# What you are asked to do
Write out the records once more, exactly as given.

___ Information supplied

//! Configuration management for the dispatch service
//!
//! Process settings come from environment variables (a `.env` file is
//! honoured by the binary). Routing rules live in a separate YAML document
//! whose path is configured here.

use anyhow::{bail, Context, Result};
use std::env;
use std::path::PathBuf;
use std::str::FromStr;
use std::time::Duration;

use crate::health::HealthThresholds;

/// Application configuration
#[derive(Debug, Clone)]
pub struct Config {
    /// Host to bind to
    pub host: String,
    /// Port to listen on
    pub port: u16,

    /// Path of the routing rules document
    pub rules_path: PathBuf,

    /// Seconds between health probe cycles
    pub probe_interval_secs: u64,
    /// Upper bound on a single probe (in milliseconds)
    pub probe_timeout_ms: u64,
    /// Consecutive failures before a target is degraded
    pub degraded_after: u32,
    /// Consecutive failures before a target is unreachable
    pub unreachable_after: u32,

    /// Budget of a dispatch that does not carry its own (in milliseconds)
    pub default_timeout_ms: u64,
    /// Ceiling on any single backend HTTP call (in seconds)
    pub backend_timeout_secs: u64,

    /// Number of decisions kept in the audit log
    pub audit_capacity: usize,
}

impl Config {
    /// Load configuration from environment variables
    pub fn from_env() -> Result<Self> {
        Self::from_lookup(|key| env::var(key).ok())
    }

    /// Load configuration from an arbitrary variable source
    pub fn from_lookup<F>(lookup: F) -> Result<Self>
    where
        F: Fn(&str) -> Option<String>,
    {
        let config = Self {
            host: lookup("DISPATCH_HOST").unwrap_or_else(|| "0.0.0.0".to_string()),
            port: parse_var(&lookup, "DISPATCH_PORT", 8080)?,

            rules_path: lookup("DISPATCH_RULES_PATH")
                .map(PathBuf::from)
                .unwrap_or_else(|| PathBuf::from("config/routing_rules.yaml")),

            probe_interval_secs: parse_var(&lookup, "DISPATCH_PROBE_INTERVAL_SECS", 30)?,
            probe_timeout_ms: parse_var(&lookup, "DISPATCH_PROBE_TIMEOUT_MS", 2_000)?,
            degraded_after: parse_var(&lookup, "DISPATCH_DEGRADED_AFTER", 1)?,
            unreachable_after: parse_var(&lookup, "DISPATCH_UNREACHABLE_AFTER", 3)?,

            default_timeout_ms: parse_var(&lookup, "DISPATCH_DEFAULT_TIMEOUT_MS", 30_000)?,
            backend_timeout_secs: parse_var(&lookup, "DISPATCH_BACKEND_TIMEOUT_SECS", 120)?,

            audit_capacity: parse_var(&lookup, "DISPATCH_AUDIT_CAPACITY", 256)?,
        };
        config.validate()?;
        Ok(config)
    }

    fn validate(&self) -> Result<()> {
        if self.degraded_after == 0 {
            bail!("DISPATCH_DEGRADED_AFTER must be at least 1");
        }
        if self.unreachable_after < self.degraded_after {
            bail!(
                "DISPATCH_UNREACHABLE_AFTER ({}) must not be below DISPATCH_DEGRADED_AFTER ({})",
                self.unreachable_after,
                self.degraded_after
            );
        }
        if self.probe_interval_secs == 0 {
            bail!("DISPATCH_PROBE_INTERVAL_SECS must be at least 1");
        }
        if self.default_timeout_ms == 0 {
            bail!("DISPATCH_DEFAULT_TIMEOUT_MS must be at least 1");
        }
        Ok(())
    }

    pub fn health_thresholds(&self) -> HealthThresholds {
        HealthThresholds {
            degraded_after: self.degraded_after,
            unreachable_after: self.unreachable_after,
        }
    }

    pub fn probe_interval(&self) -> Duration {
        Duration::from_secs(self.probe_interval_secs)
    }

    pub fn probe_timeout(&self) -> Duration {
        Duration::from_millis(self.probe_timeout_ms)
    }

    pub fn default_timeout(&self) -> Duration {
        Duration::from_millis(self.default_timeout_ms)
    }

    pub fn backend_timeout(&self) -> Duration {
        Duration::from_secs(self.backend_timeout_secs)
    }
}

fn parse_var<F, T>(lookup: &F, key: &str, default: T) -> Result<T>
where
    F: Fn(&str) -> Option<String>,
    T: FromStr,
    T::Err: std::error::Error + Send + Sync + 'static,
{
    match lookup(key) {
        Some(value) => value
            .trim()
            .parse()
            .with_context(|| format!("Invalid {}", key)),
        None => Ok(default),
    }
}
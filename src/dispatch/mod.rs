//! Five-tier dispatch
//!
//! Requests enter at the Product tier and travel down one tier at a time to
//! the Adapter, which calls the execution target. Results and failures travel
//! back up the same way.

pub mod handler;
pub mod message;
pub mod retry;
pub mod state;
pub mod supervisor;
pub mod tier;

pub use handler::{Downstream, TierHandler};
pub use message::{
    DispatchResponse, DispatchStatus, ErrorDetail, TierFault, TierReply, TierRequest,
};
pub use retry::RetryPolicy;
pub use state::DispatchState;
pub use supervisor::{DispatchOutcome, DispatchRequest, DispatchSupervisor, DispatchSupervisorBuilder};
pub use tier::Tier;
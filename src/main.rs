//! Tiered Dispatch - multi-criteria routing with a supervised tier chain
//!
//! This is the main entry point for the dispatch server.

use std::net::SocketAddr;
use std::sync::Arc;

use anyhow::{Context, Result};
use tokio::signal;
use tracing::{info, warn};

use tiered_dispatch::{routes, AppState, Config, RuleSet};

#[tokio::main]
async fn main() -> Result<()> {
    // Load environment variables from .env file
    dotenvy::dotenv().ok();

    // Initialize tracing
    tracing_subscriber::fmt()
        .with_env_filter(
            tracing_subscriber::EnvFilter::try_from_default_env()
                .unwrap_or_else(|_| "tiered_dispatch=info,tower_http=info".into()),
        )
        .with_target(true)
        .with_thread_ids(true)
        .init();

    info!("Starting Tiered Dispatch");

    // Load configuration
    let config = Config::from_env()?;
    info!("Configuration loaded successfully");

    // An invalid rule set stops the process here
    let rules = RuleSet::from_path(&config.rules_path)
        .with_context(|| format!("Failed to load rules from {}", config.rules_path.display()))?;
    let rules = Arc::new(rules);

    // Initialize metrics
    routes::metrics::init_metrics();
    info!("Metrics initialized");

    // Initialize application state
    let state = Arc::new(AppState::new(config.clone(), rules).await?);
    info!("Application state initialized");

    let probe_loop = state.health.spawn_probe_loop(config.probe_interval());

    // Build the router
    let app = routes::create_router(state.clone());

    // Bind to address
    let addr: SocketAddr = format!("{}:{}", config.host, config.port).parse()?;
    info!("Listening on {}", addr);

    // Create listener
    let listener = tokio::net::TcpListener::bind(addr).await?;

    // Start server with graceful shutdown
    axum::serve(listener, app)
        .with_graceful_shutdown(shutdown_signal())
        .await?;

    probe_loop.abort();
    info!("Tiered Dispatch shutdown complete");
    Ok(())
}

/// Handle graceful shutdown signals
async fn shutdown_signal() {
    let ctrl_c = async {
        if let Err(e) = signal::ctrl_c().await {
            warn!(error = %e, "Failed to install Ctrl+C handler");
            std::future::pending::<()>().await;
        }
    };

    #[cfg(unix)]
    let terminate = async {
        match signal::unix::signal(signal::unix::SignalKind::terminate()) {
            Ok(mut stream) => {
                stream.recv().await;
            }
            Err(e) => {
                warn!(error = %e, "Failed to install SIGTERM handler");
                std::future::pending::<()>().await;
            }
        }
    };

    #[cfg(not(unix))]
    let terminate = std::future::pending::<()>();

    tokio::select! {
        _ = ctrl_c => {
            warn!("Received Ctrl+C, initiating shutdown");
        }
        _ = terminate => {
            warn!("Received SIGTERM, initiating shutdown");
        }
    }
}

______

# Problem solution
//! Configuration management for the dispatch service
//!
//! Process settings come from environment variables (a `.env` file is
//! honoured by the binary). Routing rules live in a separate YAML document
//! whose path is configured here.

use anyhow::{bail, Context, Result};
use std::env;
use std::path::PathBuf;
use std::str::FromStr;
use std::time::Duration;

use crate::health::HealthThresholds;

/// Application configuration
#[derive(Debug, Clone)]
pub struct Config {
    /// Host to bind to
    pub host: String,
    /// Port to listen on
    pub port: u16,

    /// Path of the routing rules document
    pub rules_path: PathBuf,

    /// Seconds between health probe cycles
    pub probe_interval_secs: u64,
    /// Upper bound on a single probe (in milliseconds)
    pub probe_timeout_ms: u64,
    /// Consecutive failures before a target is degraded
    pub degraded_after: u32,
    /// Consecutive failures before a target is unreachable
    pub unreachable_after: u32,

    /// Budget of a dispatch that does not carry its own (in milliseconds)
    pub default_timeout_ms: u64,
    /// Ceiling on any single backend HTTP call (in seconds)
    pub backend_timeout_secs: u64,

    /// Number of decisions kept in the audit log
    pub audit_capacity: usize,
}

impl Config {
    /// Load configuration from environment variables
    pub fn from_env() -> Result<Self> {
        Self::from_lookup(|key| env::var(key).ok())
    }

    /// Load configuration from an arbitrary variable source
    pub fn from_lookup<F>(lookup: F) -> Result<Self>
    where
        F: Fn(&str) -> Option<String>,
    {
        let config = Self {
            host: lookup("DISPATCH_HOST").unwrap_or_else(|| "0.0.0.0".to_string()),
            port: parse_var(&lookup, "DISPATCH_PORT", 8080)?,

            rules_path: lookup("DISPATCH_RULES_PATH")
                .map(PathBuf::from)
                .unwrap_or_else(|| PathBuf::from("config/routing_rules.yaml")),

            probe_interval_secs: parse_var(&lookup, "DISPATCH_PROBE_INTERVAL_SECS", 30)?,
            probe_timeout_ms: parse_var(&lookup, "DISPATCH_PROBE_TIMEOUT_MS", 2_000)?,
            degraded_after: parse_var(&lookup, "DISPATCH_DEGRADED_AFTER", 1)?,
            unreachable_after: parse_var(&lookup, "DISPATCH_UNREACHABLE_AFTER", 3)?,

            default_timeout_ms: parse_var(&lookup, "DISPATCH_DEFAULT_TIMEOUT_MS", 30_000)?,
            backend_timeout_secs: parse_var(&lookup, "DISPATCH_BACKEND_TIMEOUT_SECS", 120)?,

            audit_capacity: parse_var(&lookup, "DISPATCH_AUDIT_CAPACITY", 256)?,
        };
        config.validate()?;
        Ok(config)
    }

    fn validate(&self) -> Result<()> {
        if self.degraded_after == 0 {
            bail!("DISPATCH_DEGRADED_AFTER must be at least 1");
        }
        if self.unreachable_after < self.degraded_after {
            bail!(
                "DISPATCH_UNREACHABLE_AFTER ({}) must not be below DISPATCH_DEGRADED_AFTER ({})",
                self.unreachable_after,
                self.degraded_after
            );
        }
        if self.probe_interval_secs == 0 {
            bail!("DISPATCH_PROBE_INTERVAL_SECS must be at least 1");
        }
        if self.default_timeout_ms == 0 {
            bail!("DISPATCH_DEFAULT_TIMEOUT_MS must be at least 1");
        }
        Ok(())
    }

    pub fn health_thresholds(&self) -> HealthThresholds {
        HealthThresholds {
            degraded_after: self.degraded_after,
            unreachable_after: self.unreachable_after,
        }
    }

    pub fn probe_interval(&self) -> Duration {
        Duration::from_secs(self.probe_interval_secs)
    }

    pub fn probe_timeout(&self) -> Duration {
        Duration::from_millis(self.probe_timeout_ms)
    }

    pub fn default_timeout(&self) -> Duration {
        Duration::from_millis(self.default_timeout_ms)
    }

    pub fn backend_timeout(&self) -> Duration {
        Duration::from_secs(self.backend_timeout_secs)
    }
}

fn parse_var<F, T>(lookup: &F, key: &str, default: T) -> Result<T>
where
    F: Fn(&str) -> Option<String>,
    T: FromStr,
    T::Err: std::error::Error + Send + Sync + 'static,
{
    match lookup(key) {
        Some(value) => value
            .trim()
            .parse()
            .with_context(|| format!("Invalid {}", key)),
        None => Ok(default),
    }
}
filename src/dispatch/mod.rs
//! Five-tier dispatch
//!
//! Requests enter at the Product tier and travel down one tier at a time to
//! the Adapter, which calls the execution target. Results and failures travel
//! back up the same way.

pub mod handler;
pub mod message;
pub mod retry;
pub mod state;
pub mod supervisor;
pub mod tier;

pub use handler::{Downstream, TierHandler};
pub use message::{
    DispatchResponse, DispatchStatus, ErrorDetail, TierFault, TierReply, TierRequest,
};
pub use retry::RetryPolicy;
pub use state::DispatchState;
pub use supervisor::{DispatchOutcome, DispatchRequest, DispatchSupervisor, DispatchSupervisorBuilder};
pub use tier::Tier;
filename src/main.rs
//! Tiered Dispatch - multi-criteria routing with a supervised tier chain
//!
//! This is the main entry point for the dispatch server.

use std::net::SocketAddr;
use std::sync::Arc;

use anyhow::{Context, Result};
use tokio::signal;
use tracing::{info, warn};

use tiered_dispatch::{routes, AppState, Config, RuleSet};

#[tokio::main]
async fn main() -> Result<()> {
    // Load environment variables from .env file
    dotenvy::dotenv().ok();

    // Initialize tracing
    tracing_subscriber::fmt()
        .with_env_filter(
            tracing_subscriber::EnvFilter::try_from_default_env()
                .unwrap_or_else(|_| "tiered_dispatch=info,tower_http=info".into()),
        )
        .with_target(true)
        .with_thread_ids(true)
        .init();

    info!("Starting Tiered Dispatch");

    // Load configuration
    let config = Config::from_env()?;
    info!("Configuration loaded successfully");

    // An invalid rule set stops the process here
    let rules = RuleSet::from_path(&config.rules_path)
        .with_context(|| format!("Failed to load rules from {}", config.rules_path.display()))?;
    let rules = Arc::new(rules);

    // Initialize metrics
    routes::metrics::init_metrics();
    info!("Metrics initialized");

    // Initialize application state
    let state = Arc::new(AppState::new(config.clone(), rules).await?);
    info!("Application state initialized");

    let probe_loop = state.health.spawn_probe_loop(config.probe_interval());

    // Build the router
    let app = routes::create_router(state.clone());

    // Bind to address
    let addr: SocketAddr = format!("{}:{}", config.host, config.port).parse()?;
    info!("Listening on {}", addr);

    // Create listener
    let listener = tokio::net::TcpListener::bind(addr).await?;

    // Start server with graceful shutdown
    axum::serve(listener, app)
        .with_graceful_shutdown(shutdown_signal())
        .await?;

    probe_loop.abort();
    info!("Tiered Dispatch shutdown complete");
    Ok(())
}

/// Handle graceful shutdown signals
async fn shutdown_signal() {
    let ctrl_c = async {
        if let Err(e) = signal::ctrl_c().await {
            warn!(error = %e, "Failed to install Ctrl+C handler");
            std::future::pending::<()>().await;
        }
    };

    #[cfg(unix)]
    let terminate = async {
        match signal::unix::signal(signal::unix::SignalKind::terminate()) {
            Ok(mut stream) => {
                stream.recv().await;
            }
            Err(e) => {
                warn!(error = %e, "Failed to install SIGTERM handler");
                std::future::pending::<()>().await;
            }
        }
    };

    #[cfg(not(unix))]
    let terminate = std::future::pending::<()>();

    tokio::select! {
        _ = ctrl_c => {
            warn!("Received Ctrl+C, initiating shutdown");
        }
        _ = terminate => {
            warn!("Received SIGTERM, initiating shutdown");
        }
    }
}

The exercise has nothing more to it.